● Required work: Without adding or dropping anything, copy the entries below.

** Opening Data shown block **

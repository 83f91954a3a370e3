//! Server version parsing.

use serde::{Deserialize, Serialize};
use std::cmp::Ordering;
use std::fmt;
use std::str::FromStr;
use thiserror::Error;

/// Error types for version operations.
#[derive(Error, Debug)]
pub enum VersionError {
    #[error("Invalid version format: {0}")]
    InvalidFormat(String),

    #[error("Transport error: {0}")]
    Transport(#[from] crate::client::TransportError),

    #[error("API error: {0}")]
    Api(#[from] crate::client::ApiError),

    #[error("Unknown server capability {0}, expected legacy or datasources")]
    UnknownCapability(String),
}

/// A semantic version as reported by the server, e.g. `v2.0.0-alpha.1`.
#[derive(Debug, Clone, Eq, PartialEq, Serialize, Deserialize)]
pub struct SemVer {
    pub major: u32,
    pub minor: u32,
    pub patch: u32,
    /// Pre-release tag after `-`, if any
    pub pre: Option<String>,
}

impl SemVer {
    /// Create a new release version.
    pub fn new(major: u32, minor: u32, patch: u32) -> Self {
        Self {
            major,
            minor,
            patch,
            pre: None,
        }
    }

    /// Parse `1.2.3`, `v1.2.3`, `v2.0.0-beta.1` or `v2.0.0+build`.
    pub fn parse(s: &str) -> Result<Self, VersionError> {
        let invalid = || VersionError::InvalidFormat(s.to_string());

        let trimmed = s.trim().trim_start_matches('v');
        let without_build = trimmed.split('+').next().unwrap_or(trimmed);
        let (core, pre) = match without_build.split_once('-') {
            Some((core, pre)) if !pre.is_empty() => (core, Some(pre.to_string())),
            Some(_) => return Err(invalid()),
            None => (without_build, None),
        };

        let parts: Vec<&str> = core.split('.').collect();
        if parts.len() != 3 {
            return Err(invalid());
        }

        Ok(Self {
            major: parts[0].parse().map_err(|_| invalid())?,
            minor: parts[1].parse().map_err(|_| invalid())?,
            patch: parts[2].parse().map_err(|_| invalid())?,
            pre,
        })
    }

    /// Whether `major.minor.patch` is at least the given triple, ignoring any
    /// pre-release tag.
    pub fn at_least(&self, major: u32, minor: u32, patch: u32) -> bool {
        (self.major, self.minor, self.patch) >= (major, minor, patch)
    }
}

impl FromStr for SemVer {
    type Err = VersionError;

    fn from_str(s: &str) -> Result<Self, Self::Err> {
        Self::parse(s)
    }
}

impl fmt::Display for SemVer {
    fn fmt(&self, f: &mut fmt::Formatter<'_>) -> fmt::Result {
        write!(f, "{}.{}.{}", self.major, self.minor, self.patch)?;
        if let Some(pre) = &self.pre {
            write!(f, "-{}", pre)?;
        }
        Ok(())
    }
}

impl Ord for SemVer {
    fn cmp(&self, other: &Self) -> Ordering {
        (self.major, self.minor, self.patch)
            .cmp(&(other.major, other.minor, other.patch))
            .then_with(|| match (&self.pre, &other.pre) {
                (None, None) => Ordering::Equal,
                // a pre-release sorts before its release
                (Some(_), None) => Ordering::Less,
                (None, Some(_)) => Ordering::Greater,
                (Some(a), Some(b)) => a.cmp(b),
            })
    }
}

impl PartialOrd for SemVer {
    fn partial_cmp(&self, other: &Self) -> Option<Ordering> {
        Some(self.cmp(other))
    }
}

/// What the server can do, as far as migration tracking is concerned.
#[derive(Debug, Clone, Copy, PartialEq, Eq, Serialize, Deserialize)]
#[serde(rename_all = "lowercase")]
pub enum ServerCapability {
    /// Tracking tables in `hdb_catalog`, single database
    Legacy,
    /// Cli catalog state, multiple data sources
    Datasources,
}

impl ServerCapability {
    /// Capability of a server reporting `version`. Versions that do not
    /// parse (development builds) are treated as the latest.
    pub fn from_version(version: &str) -> Self {
        match SemVer::parse(version) {
            Ok(semver) if !semver.at_least(2, 0, 0) => ServerCapability::Legacy,
            _ => ServerCapability::Datasources,
        }
    }

    pub fn has_datasources(&self) -> bool {
        matches!(self, ServerCapability::Datasources)
    }
}

impl FromStr for ServerCapability {
    type Err = VersionError;

    fn from_str(s: &str) -> Result<Self, Self::Err> {
        match s.to_ascii_lowercase().as_str() {
            "legacy" => Ok(ServerCapability::Legacy),
            "datasources" => Ok(ServerCapability::Datasources),
            _ => Err(VersionError::UnknownCapability(s.to_string())),
        }
    }
}

impl fmt::Display for ServerCapability {
    fn fmt(&self, f: &mut fmt::Formatter<'_>) -> fmt::Result {
        match self {
            ServerCapability::Legacy => f.write_str("legacy"),
            ServerCapability::Datasources => f.write_str("datasources"),
        }
    }
}

#[cfg(test)]
mod tests {
    use super::*;

    #[test]
    fn test_semver_parse_valid() {
        let v = SemVer::parse("1.2.3").unwrap();
        assert_eq!(v.major, 1);
        assert_eq!(v.minor, 2);
        assert_eq!(v.patch, 3);
        assert!(v.pre.is_none());
    }

    #[test]
    fn test_semver_parse_server_formats() {
        let v = SemVer::parse("v2.0.0-alpha.1").unwrap();
        assert_eq!((v.major, v.minor, v.patch), (2, 0, 0));
        assert_eq!(v.pre.as_deref(), Some("alpha.1"));

        let v = SemVer::parse("v1.3.3+cloud").unwrap();
        assert_eq!(v, SemVer::new(1, 3, 3));
    }

    #[test]
    fn test_semver_parse_invalid_format() {
        assert!(SemVer::parse("1.2").is_err());
        assert!(SemVer::parse("1.2.3.4").is_err());
        assert!(SemVer::parse("").is_err());
        assert!(SemVer::parse("1.2.3-").is_err());
        assert!(SemVer::parse("a.b.c").is_err());
        assert!(SemVer::parse("13c5d9b-dirty").is_err());
    }

    #[test]
    fn test_semver_display() {
        assert_eq!(SemVer::new(1, 2, 3).to_string(), "1.2.3");
        assert_eq!(SemVer::parse("v2.0.0-beta.2").unwrap().to_string(), "2.0.0-beta.2");
    }

    #[test]
    fn test_semver_ordering() {
        let mut versions = vec![
            SemVer::parse("2.0.0").unwrap(),
            SemVer::parse("1.3.3").unwrap(),
            SemVer::parse("2.0.0-alpha.1").unwrap(),
            SemVer::parse("1.4.0").unwrap(),
        ];
        versions.sort();

        let ordered: Vec<String> = versions.iter().map(|v| v.to_string()).collect();
        assert_eq!(ordered, vec!["1.3.3", "1.4.0", "2.0.0-alpha.1", "2.0.0"]);
    }

    #[test]
    fn test_capability_from_version() {
        assert_eq!(ServerCapability::from_version("v1.3.3"), ServerCapability::Legacy);
        assert_eq!(ServerCapability::from_version("v2.0.0-alpha.1"), ServerCapability::Datasources);
        assert_eq!(ServerCapability::from_version("v2.1.0"), ServerCapability::Datasources);
        assert_eq!(ServerCapability::from_version("13c5d9b-dirty"), ServerCapability::Datasources);
    }

    #[test]
    fn test_capability_from_str() {
        assert_eq!("legacy".parse::<ServerCapability>().unwrap(), ServerCapability::Legacy);
        assert_eq!(
            "Datasources".parse::<ServerCapability>().unwrap(),
            ServerCapability::Datasources
        );
        assert!("other".parse::<ServerCapability>().is_err());
    }
}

** Closing Data shown block **

● Written response:
repository 83f91954a3a370e3
//! Server version parsing.

use serde::{Deserialize, Serialize};
use std::cmp::Ordering;
use std::fmt;
use std::str::FromStr;
use thiserror::Error;

/// Error types for version operations.
#[derive(Error, Debug)]
pub enum VersionError {
    #[error("Invalid version format: {0}")]
    InvalidFormat(String),

    #[error("Transport error: {0}")]
    Transport(#[from] crate::client::TransportError),

    #[error("API error: {0}")]
    Api(#[from] crate::client::ApiError),

    #[error("Unknown server capability {0}, expected legacy or datasources")]
    UnknownCapability(String),
}

/// A semantic version as reported by the server, e.g. `v2.0.0-alpha.1`.
#[derive(Debug, Clone, Eq, PartialEq, Serialize, Deserialize)]
pub struct SemVer {
    pub major: u32,
    pub minor: u32,
    pub patch: u32,
    /// Pre-release tag after `-`, if any
    pub pre: Option<String>,
}

impl SemVer {
    /// Create a new release version.
    pub fn new(major: u32, minor: u32, patch: u32) -> Self {
        Self {
            major,
            minor,
            patch,
            pre: None,
        }
    }

    /// Parse `1.2.3`, `v1.2.3`, `v2.0.0-beta.1` or `v2.0.0+build`.
    pub fn parse(s: &str) -> Result<Self, VersionError> {
        let invalid = || VersionError::InvalidFormat(s.to_string());

        let trimmed = s.trim().trim_start_matches('v');
        let without_build = trimmed.split('+').next().unwrap_or(trimmed);
        let (core, pre) = match without_build.split_once('-') {
            Some((core, pre)) if !pre.is_empty() => (core, Some(pre.to_string())),
            Some(_) => return Err(invalid()),
            None => (without_build, None),
        };

        let parts: Vec<&str> = core.split('.').collect();
        if parts.len() != 3 {
            return Err(invalid());
        }

        Ok(Self {
            major: parts[0].parse().map_err(|_| invalid())?,
            minor: parts[1].parse().map_err(|_| invalid())?,
            patch: parts[2].parse().map_err(|_| invalid())?,
            pre,
        })
    }

    /// Whether `major.minor.patch` is at least the given triple, ignoring any
    /// pre-release tag.
    pub fn at_least(&self, major: u32, minor: u32, patch: u32) -> bool {
        (self.major, self.minor, self.patch) >= (major, minor, patch)
    }
}

impl FromStr for SemVer {
    type Err = VersionError;

    fn from_str(s: &str) -> Result<Self, Self::Err> {
        Self::parse(s)
    }
}

impl fmt::Display for SemVer {
    fn fmt(&self, f: &mut fmt::Formatter<'_>) -> fmt::Result {
        write!(f, "{}.{}.{}", self.major, self.minor, self.patch)?;
        if let Some(pre) = &self.pre {
            write!(f, "-{}", pre)?;
        }
        Ok(())
    }
}

impl Ord for SemVer {
    fn cmp(&self, other: &Self) -> Ordering {
        (self.major, self.minor, self.patch)
            .cmp(&(other.major, other.minor, other.patch))
            .then_with(|| match (&self.pre, &other.pre) {
                (None, None) => Ordering::Equal,
                // a pre-release sorts before its release
                (Some(_), None) => Ordering::Less,
                (None, Some(_)) => Ordering::Greater,
                (Some(a), Some(b)) => a.cmp(b),
            })
    }
}

impl PartialOrd for SemVer {
    fn partial_cmp(&self, other: &Self) -> Option<Ordering> {
        Some(self.cmp(other))
    }
}

/// What the server can do, as far as migration tracking is concerned.
#[derive(Debug, Clone, Copy, PartialEq, Eq, Serialize, Deserialize)]
#[serde(rename_all = "lowercase")]
pub enum ServerCapability {
    /// Tracking tables in `hdb_catalog`, single database
    Legacy,
    /// Cli catalog state, multiple data sources
    Datasources,
}

impl ServerCapability {
    /// Capability of a server reporting `version`. Versions that do not
    /// parse (development builds) are treated as the latest.
    pub fn from_version(version: &str) -> Self {
        match SemVer::parse(version) {
            Ok(semver) if !semver.at_least(2, 0, 0) => ServerCapability::Legacy,
            _ => ServerCapability::Datasources,
        }
    }

    pub fn has_datasources(&self) -> bool {
        matches!(self, ServerCapability::Datasources)
    }
}

impl FromStr for ServerCapability {
    type Err = VersionError;

    fn from_str(s: &str) -> Result<Self, Self::Err> {
        match s.to_ascii_lowercase().as_str() {
            "legacy" => Ok(ServerCapability::Legacy),
            "datasources" => Ok(ServerCapability::Datasources),
            _ => Err(VersionError::UnknownCapability(s.to_string())),
        }
    }
}

impl fmt::Display for ServerCapability {
    fn fmt(&self, f: &mut fmt::Formatter<'_>) -> fmt::Result {
        match self {
            ServerCapability::Legacy => f.write_str("legacy"),
            ServerCapability::Datasources => f.write_str("datasources"),
        }
    }
}

#[cfg(test)]
mod tests {
    use super::*;

    #[test]
    fn test_semver_parse_valid() {
        let v = SemVer::parse("1.2.3").unwrap();
        assert_eq!(v.major, 1);
        assert_eq!(v.minor, 2);
        assert_eq!(v.patch, 3);
        assert!(v.pre.is_none());
    }

    #[test]
    fn test_semver_parse_server_formats() {
        let v = SemVer::parse("v2.0.0-alpha.1").unwrap();
        assert_eq!((v.major, v.minor, v.patch), (2, 0, 0));
        assert_eq!(v.pre.as_deref(), Some("alpha.1"));

        let v = SemVer::parse("v1.3.3+cloud").unwrap();
        assert_eq!(v, SemVer::new(1, 3, 3));
    }

    #[test]
    fn test_semver_parse_invalid_format() {
        assert!(SemVer::parse("1.2").is_err());
        assert!(SemVer::parse("1.2.3.4").is_err());
        assert!(SemVer::parse("").is_err());
        assert!(SemVer::parse("1.2.3-").is_err());
        assert!(SemVer::parse("a.b.c").is_err());
        assert!(SemVer::parse("13c5d9b-dirty").is_err());
    }

    #[test]
    fn test_semver_display() {
        assert_eq!(SemVer::new(1, 2, 3).to_string(), "1.2.3");
        assert_eq!(SemVer::parse("v2.0.0-beta.2").unwrap().to_string(), "2.0.0-beta.2");
    }

    #[test]
    fn test_semver_ordering() {
        let mut versions = vec![
            SemVer::parse("2.0.0").unwrap(),
            SemVer::parse("1.3.3").unwrap(),
            SemVer::parse("2.0.0-alpha.1").unwrap(),
            SemVer::parse("1.4.0").unwrap(),
        ];
        versions.sort();

        let ordered: Vec<String> = versions.iter().map(|v| v.to_string()).collect();
        assert_eq!(ordered, vec!["1.3.3", "1.4.0", "2.0.0-alpha.1", "2.0.0"]);
    }

    #[test]
    fn test_capability_from_version() {
        assert_eq!(ServerCapability::from_version("v1.3.3"), ServerCapability::Legacy);
        assert_eq!(ServerCapability::from_version("v2.0.0-alpha.1"), ServerCapability::Datasources);
        assert_eq!(ServerCapability::from_version("v2.1.0"), ServerCapability::Datasources);
        assert_eq!(ServerCapability::from_version("13c5d9b-dirty"), ServerCapability::Datasources);
    }

    #[test]
    fn test_capability_from_str() {
        assert_eq!("legacy".parse::<ServerCapability>().unwrap(), ServerCapability::Legacy);
        assert_eq!(
            "Datasources".parse::<ServerCapability>().unwrap(),
            ServerCapability::Datasources
        );
        assert!("other".parse::<ServerCapability>().is_err());
    }
}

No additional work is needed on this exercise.